La mort des amants
121ème sonnet de l’édition de 1861 des Fleurs du mal est le 1er poème de la section La Mort qui clôt le recueil. Or ce sonnet , dont on ignore la date de composition reçut un accueil très favorable. A la fin du XIX ème siècle nombreux furent les auteurs que Baudelaire influença , romanciers et musiciens ! Ce sonnet est régulier en décasyllabes.

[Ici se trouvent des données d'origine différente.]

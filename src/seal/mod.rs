//! # Sealing
//!
//! Preconditions around the sealing engine and the engine seam itself.
//!
//! [`seal_manifest`] is the one entry point the reconciler uses. It checks the
//! canonical manifest ([`prepare_secret`]) before handing it to a
//! [`SealingEngine`]. An engine never sees a multi-document input, a secret
//! without a name, or empty data that was not explicitly allowed.

mod hybrid;
mod sealed_secret;

pub use hybrid::HybridSealer;
pub use sealed_secret::{SealedSecret, SealedSecretMetadata, SealedSecretSpec, SecretTemplate};

use crate::certificate::PublicKeyMaterial;
use crate::constants::{CLUSTER_WIDE_ANNOTATION, NAMESPACE_WIDE_ANNOTATION};
use crate::error::{KubesealError, Result};
use k8s_openapi::api::core::v1::Secret;
use serde::{Deserialize, Serialize};
use std::fmt;
use tracing::debug;

/// How tightly a sealed value is bound to its target
#[derive(Debug, Clone, Copy, Default, PartialEq, Eq, Hash, Deserialize, Serialize)]
#[serde(rename_all = "kebab-case")]
pub enum SealingScope {
    /// Only decryptable as `namespace/name`
    #[default]
    Strict,
    /// Any name within the namespace
    NamespaceWide,
    /// Any name in any namespace
    ClusterWide,
}

impl SealingScope {
    /// OAEP label binding the ciphertext to its target
    #[must_use]
    pub fn label(&self, name: &str, namespace: &str) -> String {
        match self {
            SealingScope::Strict => format!("{namespace}/{name}"),
            SealingScope::NamespaceWide => namespace.to_string(),
            SealingScope::ClusterWide => String::new(),
        }
    }

    /// Annotation the controller reads to pick the same label on decryption
    #[must_use]
    pub fn annotation(&self) -> Option<&'static str> {
        match self {
            SealingScope::Strict => None,
            SealingScope::NamespaceWide => Some(NAMESPACE_WIDE_ANNOTATION),
            SealingScope::ClusterWide => Some(CLUSTER_WIDE_ANNOTATION),
        }
    }
}

impl fmt::Display for SealingScope {
    fn fmt(&self, f: &mut fmt::Formatter<'_>) -> fmt::Result {
        f.write_str(match self {
            SealingScope::Strict => "strict",
            SealingScope::NamespaceWide => "namespace-wide",
            SealingScope::ClusterWide => "cluster-wide",
        })
    }
}

/// Hybrid-encryption step turning a prepared secret into sealed YAML
pub trait SealingEngine: Send + Sync {
    /// Seal `secret` for the controller owning `key`
    ///
    /// # Errors
    ///
    /// Any failure is reported as [`KubesealError::Sealing`].
    fn seal(&self, secret: &Secret, key: &PublicKeyMaterial, scope: SealingScope)
        -> Result<String>;
}

/// Check the preconditions, then seal
///
/// # Errors
///
/// Precondition failures are [`KubesealError::ManifestValidation`] and the
/// engine is not called. Engine failures are passed through unchanged.
pub fn seal_manifest(
    manifest: &[u8],
    key: &PublicKeyMaterial,
    scope: SealingScope,
    allow_empty_data: bool,
    engine: &dyn SealingEngine,
) -> Result<String> {
    let mut secret = prepare_secret(manifest, allow_empty_data)?;
    apply_scope(&mut secret, scope);
    engine.seal(&secret, key, scope)
}

/// Parse a single secret document and strip what the server would assign
///
/// # Errors
///
/// Rejects multi-document input, anything that is not a secret, an empty
/// name, and empty `data`/`stringData` unless `allow_empty_data` is set.
pub fn prepare_secret(manifest: &[u8], allow_empty_data: bool) -> Result<Secret> {
    let mut documents = serde_yaml::Deserializer::from_slice(manifest);
    let Some(document) = documents.next() else {
        return Err(KubesealError::validation("manifest holds no document"));
    };
    if documents.next().is_some() {
        return Err(KubesealError::validation(
            "multi-document manifests are not supported",
        ));
    }

    let mut secret = Secret::deserialize(document)
        .map_err(|e| KubesealError::validation(format!("manifest is not a secret: {e}")))?;

    if secret.metadata.name.as_deref().is_none_or(str::is_empty) {
        return Err(KubesealError::validation("missing metadata.name"));
    }

    let no_data = secret.data.as_ref().is_none_or(|d| d.is_empty());
    let no_string_data = secret.string_data.as_ref().is_none_or(|d| d.is_empty());
    if no_data && no_string_data && !allow_empty_data {
        return Err(KubesealError::validation(
            "secret has no data; set allow_empty_data to seal it anyway",
        ));
    }

    let metadata = &mut secret.metadata;
    metadata.uid = None;
    metadata.resource_version = None;
    metadata.self_link = None;
    metadata.generation = None;
    metadata.creation_timestamp = None;
    metadata.deletion_timestamp = None;
    metadata.deletion_grace_period_seconds = None;
    metadata.managed_fields = None;

    debug!(
        "Prepared secret {} for sealing",
        secret.metadata.name.as_deref().unwrap_or_default()
    );
    Ok(secret)
}

fn apply_scope(secret: &mut Secret, scope: SealingScope) {
    if let Some(annotation) = scope.annotation() {
        secret
            .metadata
            .annotations
            .get_or_insert_with(Default::default)
            .insert(annotation.to_string(), "true".to_string());
    }
}
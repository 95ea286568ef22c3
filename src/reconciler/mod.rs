//! # Reconciler
//!
//! Drives the sealing pipeline for one declarative secret and decides when
//! it has to run.
//!
//! ```text
//! Absent --create--> Sealed(id, manifest)
//! Sealed --update(changed)--> Sealed(id', manifest')
//! Sealed --update(unchanged)--> Sealed(id, manifest)
//! Sealed --delete--> Absent
//! ```
//!
//! Change detection is the caller's job. Sealing is randomized, so comparing
//! ciphertexts would report a change on every run.

mod state;

pub use state::{identity, ResourceState, SecretResource};

use crate::certificate::{extract_public_key, CertificateSource, ClusterCertificateFetcher};
use crate::cluster::GuardedConnectionConfig;
use crate::error::Result;
use crate::manifest::CanonicalSecretManifest;
use crate::observability::metrics;
use crate::seal::{seal_manifest, HybridSealer, SealingEngine};
use async_trait::async_trait;
use std::sync::Arc;
use std::time::Instant;
use tokio_util::sync::CancellationToken;
use tracing::{debug, error, info};

/// Create/read/update/delete contract for a sealed secret resource
#[async_trait]
pub trait Reconciler: Send + Sync {
    /// Run the full pipeline unconditionally
    async fn create(&self, resource: &SecretResource) -> Result<ResourceState>;

    /// Return the recorded state; the cluster is not consulted
    async fn read(&self, resource: &SecretResource, state: &ResourceState)
        -> Result<ResourceState>;

    /// Re-seal when `changed` is set, otherwise keep `prior` as it is
    ///
    /// On failure `prior` is still the recorded state.
    async fn update(
        &self,
        resource: &SecretResource,
        prior: &ResourceState,
        changed: bool,
    ) -> Result<ResourceState>;

    /// Stop tracking the resource; always yields no state
    async fn delete(
        &self,
        resource: &SecretResource,
        state: ResourceState,
    ) -> Result<Option<ResourceState>>;
}

/// [`Reconciler`] over a certificate source and a sealing engine
#[derive(Clone)]
pub struct SealedSecretReconciler {
    source: Arc<dyn CertificateSource>,
    engine: Arc<dyn SealingEngine>,
    cancel: CancellationToken,
}

impl std::fmt::Debug for SealedSecretReconciler {
    fn fmt(&self, f: &mut std::fmt::Formatter<'_>) -> std::fmt::Result {
        f.debug_struct("SealedSecretReconciler")
            .field("cancelled", &self.cancel.is_cancelled())
            .finish_non_exhaustive()
    }
}

impl SealedSecretReconciler {
    #[must_use]
    pub fn new(source: Arc<dyn CertificateSource>, engine: Arc<dyn SealingEngine>) -> Self {
        Self {
            source,
            engine,
            cancel: CancellationToken::new(),
        }
    }

    /// Fetch from the cluster behind `connection` and seal with [`HybridSealer`]
    #[must_use]
    pub fn for_connection(connection: Arc<GuardedConnectionConfig>) -> Self {
        Self::new(
            Arc::new(ClusterCertificateFetcher::new(connection)),
            Arc::new(HybridSealer::new()),
        )
    }

    /// Tie in-flight certificate fetches to `cancel`
    #[must_use]
    pub fn with_cancellation(mut self, cancel: CancellationToken) -> Self {
        self.cancel = cancel;
        self
    }

    async fn seal(&self, resource: &SecretResource) -> Result<ResourceState> {
        let start = Instant::now();
        let result = self.run_pipeline(resource).await;
        metrics::observe_seal_duration(start.elapsed().as_secs_f64());

        match &result {
            Ok(state) => {
                metrics::increment_seals();
                info!(
                    "Sealed secret {}/{} ({} key(s)), id {}",
                    resource.namespace,
                    resource.name,
                    state.keys.len(),
                    state.id
                );
            }
            Err(e) => {
                metrics::increment_seal_errors(e.kind());
                error!(
                    "Failed to seal secret {}/{}: {}",
                    resource.namespace, resource.name, e
                );
            }
        }
        result
    }

    async fn run_pipeline(&self, resource: &SecretResource) -> Result<ResourceState> {
        let spec = resource.spec()?;
        let manifest = CanonicalSecretManifest::build(&spec).render()?;

        let bundle = self
            .source
            .fetch(
                &resource.controller_name,
                &resource.controller_namespace,
                &self.cancel,
            )
            .await?;
        let key = extract_public_key(bundle)?;
        debug!("Using {}-bit controller key", key.bits());

        let sealed = seal_manifest(
            &manifest,
            &key,
            resource.scope,
            resource.allow_empty_data,
            self.engine.as_ref(),
        )?;
        Ok(ResourceState::new(spec.keys(), sealed))
    }
}

#[async_trait]
impl Reconciler for SealedSecretReconciler {
    async fn create(&self, resource: &SecretResource) -> Result<ResourceState> {
        self.seal(resource).await
    }

    async fn read(
        &self,
        _resource: &SecretResource,
        state: &ResourceState,
    ) -> Result<ResourceState> {
        Ok(state.clone())
    }

    async fn update(
        &self,
        resource: &SecretResource,
        prior: &ResourceState,
        changed: bool,
    ) -> Result<ResourceState> {
        if !changed {
            debug!(
                "Secret {}/{} unchanged, keeping id {}",
                resource.namespace, resource.name, prior.id
            );
            return Ok(prior.clone());
        }
        self.seal(resource).await
    }

    async fn delete(
        &self,
        resource: &SecretResource,
        state: ResourceState,
    ) -> Result<Option<ResourceState>> {
        info!(
            "No longer tracking sealed secret {}/{} (id {})",
            resource.namespace, resource.name, state.id
        );
        Ok(None)
    }
}
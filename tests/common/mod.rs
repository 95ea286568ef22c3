//! Common test utilities for the integration tests
//!
//! Provides rustls setup, the pact mock server plumbing shared by the
//! certificate and end-to-end tests, and kubeconfig files pointing at it.

#![allow(dead_code)]

use std::io::Write;
use std::sync::Once;
use tempfile::NamedTempFile;

static RUSTLS_INIT: Once = Once::new();

pub const CONTROLLER_NAME: &str = "sealed-secrets-controller";
pub const CONTROLLER_NAMESPACE: &str = "kube-system";
pub const CERT_PEM: &str = include_str!("../fixtures/sealed-secrets-cert.pem");
pub const TEST_TOKEN: &str = "test-token";

/// Initialize rustls crypto provider for tests
///
/// Must run before the first kube client is built.
pub fn init_rustls() {
    RUSTLS_INIT.call_once(|| {
        kubeseal_provider::init_rustls();
    });
}

/// Service-proxy path of the default test controller
pub fn cert_path() -> String {
    kubeseal_provider::certificate::proxy_path(CONTROLLER_NAME, CONTROLLER_NAMESPACE)
}

/// Mock server base URL without the trailing slash
pub fn base_url(url: impl std::fmt::Display) -> String {
    let mut base = url.to_string();
    if base.ends_with('/') {
        base.pop();
    }
    base
}

/// Kubeconfig with a single token-authenticated context for `server`
pub fn kubeconfig_for(server: &str) -> NamedTempFile {
    let mut file = NamedTempFile::new().expect("Failed to create kubeconfig file");
    write!(
        file,
        r"apiVersion: v1
kind: Config
clusters:
  - name: mock
    cluster:
      server: {server}
contexts:
  - name: mock
    context:
      cluster: mock
      user: tester
current-context: mock
users:
  - name: tester
    user:
      token: {TEST_TOKEN}
"
    )
    .expect("Failed to write kubeconfig file");
    file
}
impl ClusterConfigResolver {
    /// Resolver reading `KUBE_CONFIG_PATHS` from the process environment
    #[must_use]
    pub fn from_env() -> Self {
        Self::with_env_config_paths(std::env::var_os(KUBE_CONFIG_PATHS_ENV))
    }

    /// Resolver with an explicit `KUBE_CONFIG_PATHS` value
    ///
    /// Default discovery still reads `KUBECONFIG` from the process environment.
    #[must_use]
    pub fn with_env_config_paths(value: Option<OsString>) -> Self {
        Self {
            env_config_paths: value,
            default_kubeconfig: std::env::var_os(KUBECONFIG_ENV),
            default_discovery: true,
        }
    }

    /// Use `value` in place of `KUBECONFIG` for default discovery
    #[must_use]
    pub fn with_default_kubeconfig(mut self, value: Option<OsString>) -> Self {
        self.default_kubeconfig = value;
        self
    }

    /// Do not fall back to `KUBECONFIG` or `~/.kube/config` when no path is given
    #[must_use]
    pub fn without_default_discovery(mut self) -> Self {
        self.default_discovery = false;
        self
    }

    /// Candidate kubeconfig paths after home expansion
    ///
    /// # Errors
    ///
    /// Propagates path-expansion failures.
    pub fn config_paths(&self, fields: &KubernetesFields) -> Result<Vec<PathBuf>> {
        let candidates = candidate_paths(fields, self.env_config_paths.as_deref());
        expand_paths(&candidates)
    }

    /// Resolve `fields` into a connection descriptor
    ///
    /// # Errors
    ///
    /// Returns a configuration error for a malformed exec block, a path that
    /// cannot be expanded or read, a kubeconfig that does not yield a usable
    /// context, an invalid host, or when no configuration source exists at all.
    pub async fn resolve(&self, fields: &KubernetesFields) -> Result<ClusterConnectionConfig> {
        if let Some(exec) = &fields.exec {
            single_exec(exec)?;
        }

        let config_paths = self.config_paths(fields)?;
        let context = ContextSelection::from_fields(fields);
        let kubeconfig = if config_paths.is_empty() && self.default_discovery {
            discover_kubeconfig(self.default_kubeconfig.as_deref())?
        } else {
            load_kubeconfig(&config_paths)?
        };

        let mut kube = match kubeconfig {
            Some(kubeconfig) => {
                let options = if context.is_set() {
                    debug!("Using custom context selection: {:?}", context);
                    context.options()
                } else {
                    KubeConfigOptions::default()
                };
                kube::Config::from_custom_kubeconfig(kubeconfig, &options)
                    .await
                    .map_err(|e| {
                        KubesealError::config(format!("failed to load kubeconfig: {e}"))
                    })?
            }
            None => {
                let host = non_empty(fields.host.as_ref()).ok_or_else(|| {
                    KubesealError::config(
                        "no configuration has been provided, set host or a kubeconfig path",
                    )
                })?;
                // Real URL is computed by the overrides below
                kube::Config::new(default_server_url(host, false)?)
            }
        };

        overrides::apply_overrides(&mut kube, fields)?;

        kube.default_namespace = non_empty(fields.namespace.as_ref())
            .unwrap_or(DEFAULT_NAMESPACE)
            .to_string();

        let auth_mode = AuthMode::of(&kube.auth_info);
        info!(
            "Resolved Kubernetes connection to {} (auth: {:?}, namespace: {})",
            kube.cluster_url, auth_mode, kube.default_namespace
        );

        Ok(ClusterConnectionConfig {
            kube,
            auth_mode,
            context,
            config_paths,
        })
    }
}

/// Load the kubeconfig for `paths`
///
/// A single path is the exclusive source and must exist. Several paths are
/// merged in order (first file wins on conflict) and missing files among
/// them are skipped.
fn load_kubeconfig(paths: &[PathBuf]) -> Result<Option<Kubeconfig>> {
    match paths {
        [] => Ok(None),
        [path] => read_kubeconfig(path).map(Some),
        _ => merge_kubeconfigs(paths),
    }
}

/// Default discovery: the `KUBECONFIG` list, else `~/.kube/config`
///
/// Only the absence of any file counts as "nothing found". A file that
/// exists but cannot be read or parsed is a configuration error.
fn discover_kubeconfig(kubeconfig_env: Option<&OsStr>) -> Result<Option<Kubeconfig>> {
    if let Some(value) = kubeconfig_env.filter(|value| !value.is_empty()) {
        let paths: Vec<PathBuf> = std::env::split_paths(value)
            .filter(|path| !path.as_os_str().is_empty())
            .collect();
        debug!("Using kubeconfig from {}: {:?}", KUBECONFIG_ENV, paths);
        return merge_kubeconfigs(&paths);
    }

    let Some(path) = dirs::home_dir().map(|home| home.join(".kube").join("config")) else {
        debug!("No home directory, skipping default kubeconfig");
        return Ok(None);
    };
    if !path.exists() {
        debug!("No kubeconfig found at {}", path.display());
        return Ok(None);
    }
    debug!("Using default kubeconfig {}", path.display());
    read_kubeconfig(&path).map(Some)
}

fn merge_kubeconfigs(paths: &[PathBuf]) -> Result<Option<Kubeconfig>> {
    let mut merged: Option<Kubeconfig> = None;
    for path in paths {
        if !path.exists() {
            debug!("Skipping missing kubeconfig {}", path.display());
            continue;
        }
        let next = read_kubeconfig(path)?;
        merged = Some(match merged {
            Some(current) => current
                .merge(next)
                .map_err(|e| KubesealError::config(format!("failed to merge kubeconfig: {e}")))?,
            None => next,
        });
    }
    Ok(merged)
}
//! # Certificate
//!
//! Acquisition of the sealing controller's public key:
//! - [`CertificateSource`] / [`ClusterCertificateFetcher`] fetch the PEM bundle
//! - [`extract_public_key`] turns the bundle into [`PublicKeyMaterial`]
//!
//! Nothing here is cached. Every reconciliation fetches and parses again so
//! a rotated controller key is always picked up.

mod fetch;
mod key;

pub use fetch::{proxy_path, CertificateSource, ClusterCertificateFetcher};
pub use key::{extract_public_key, CertificateBundle, PublicKeyMaterial};
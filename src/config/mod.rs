//! # Configuration
//!
//! Declarative provider configuration and process-level settings.
//!
//! The provider document mirrors the declarative layout: a single optional
//! `kubernetes` block holding the connection fields.

mod kubernetes;
mod settings;

pub use kubernetes::{ExecFields, KubernetesFields};
pub(crate) use kubernetes::{non_empty, single_exec};
pub use settings::ProviderSettings;

use serde::{Deserialize, Serialize};

/// Provider-level configuration document
#[derive(Debug, Clone, Default, PartialEq, Eq, Deserialize, Serialize)]
#[serde(default)]
pub struct ProviderConfig {
    pub kubernetes: Option<KubernetesFields>,
}

impl ProviderConfig {
    /// The connection fields, falling back to an empty block
    #[must_use]
    pub fn kubernetes_fields(&self) -> KubernetesFields {
        self.kubernetes.clone().unwrap_or_default()
    }
}
//! # Provider Settings
//!
//! Process-level settings loaded from environment variables.

/// Process-level settings
///
/// All settings have defaults and can be overridden via environment variables.
#[derive(Debug, Clone)]
pub struct ProviderSettings {
    /// Global log level (ERROR, WARN, INFO, DEBUG, TRACE), used when `RUST_LOG` is unset
    pub log_level: String,
    /// Log format (json, text)
    pub log_format: String,
    /// Enable color in text format logs
    pub log_enable_color: bool,
    /// Register Prometheus metrics with the shared registry
    pub enable_metrics: bool,
}

impl Default for ProviderSettings {
    fn default() -> Self {
        Self {
            log_level: "INFO".to_string(),
            log_format: "text".to_string(),
            log_enable_color: true,
            enable_metrics: false,
        }
    }
}

impl ProviderSettings {
    /// Load settings from environment variables with defaults
    pub fn from_env() -> Self {
        let defaults = Self::default();
        Self {
            log_level: env_var_or_default_str("LOG_LEVEL", &defaults.log_level),
            log_format: env_var_or_default_str("LOG_FORMAT", &defaults.log_format),
            log_enable_color: env_var_or_default_bool("LOG_ENABLE_COLOR", defaults.log_enable_color),
            enable_metrics: env_var_or_default_bool("ENABLE_METRICS", defaults.enable_metrics),
        }
    }

    /// Whether logs should be emitted as JSON lines
    #[must_use]
    pub fn json_logs(&self) -> bool {
        self.log_format.eq_ignore_ascii_case("json")
    }
}

/// Read environment variable as boolean or return default
fn env_var_or_default_bool(key: &str, default: bool) -> bool {
    std::env::var(key)
        .ok()
        .map(|v| {
            let v_lower = v.to_lowercase();
            v_lower == "true" || v_lower == "1" || v_lower == "yes" || v_lower == "on"
        })
        .unwrap_or(default)
}

/// Read environment variable as string or return default
fn env_var_or_default_str(key: &str, default: &str) -> String {
    std::env::var(key).unwrap_or_else(|_| default.to_string())
}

La thématique et les images produisent en revanche un effet de surprise et une impression d’étrangeté. Alors que l’on s’attendrait à une vision tragique et pénible, l’évocation de la mort est au contraire joyeuse et sereine. On est très loin ici des visions atroces d’ »UN voyage à Cythère » et d’une « Charogne » . L’atmosphère de ce sonnet n’est pas en revanche sans rappeler « L’invitation au voyage » comme si la mort était un au-delà où « Tout n’est qu’ordre et beauté, luxe , calme et volupté ». De plus, Baudelaire a été ici influencé par les théories platoniciennes qui éclorent au XVème siècle en Italie, proposant une vision inédite des rapports de l’homme et du monde. Comment le poète parvient-il donc, en utilisant des repères culturels du passé, à franchir le cap de la modernité ?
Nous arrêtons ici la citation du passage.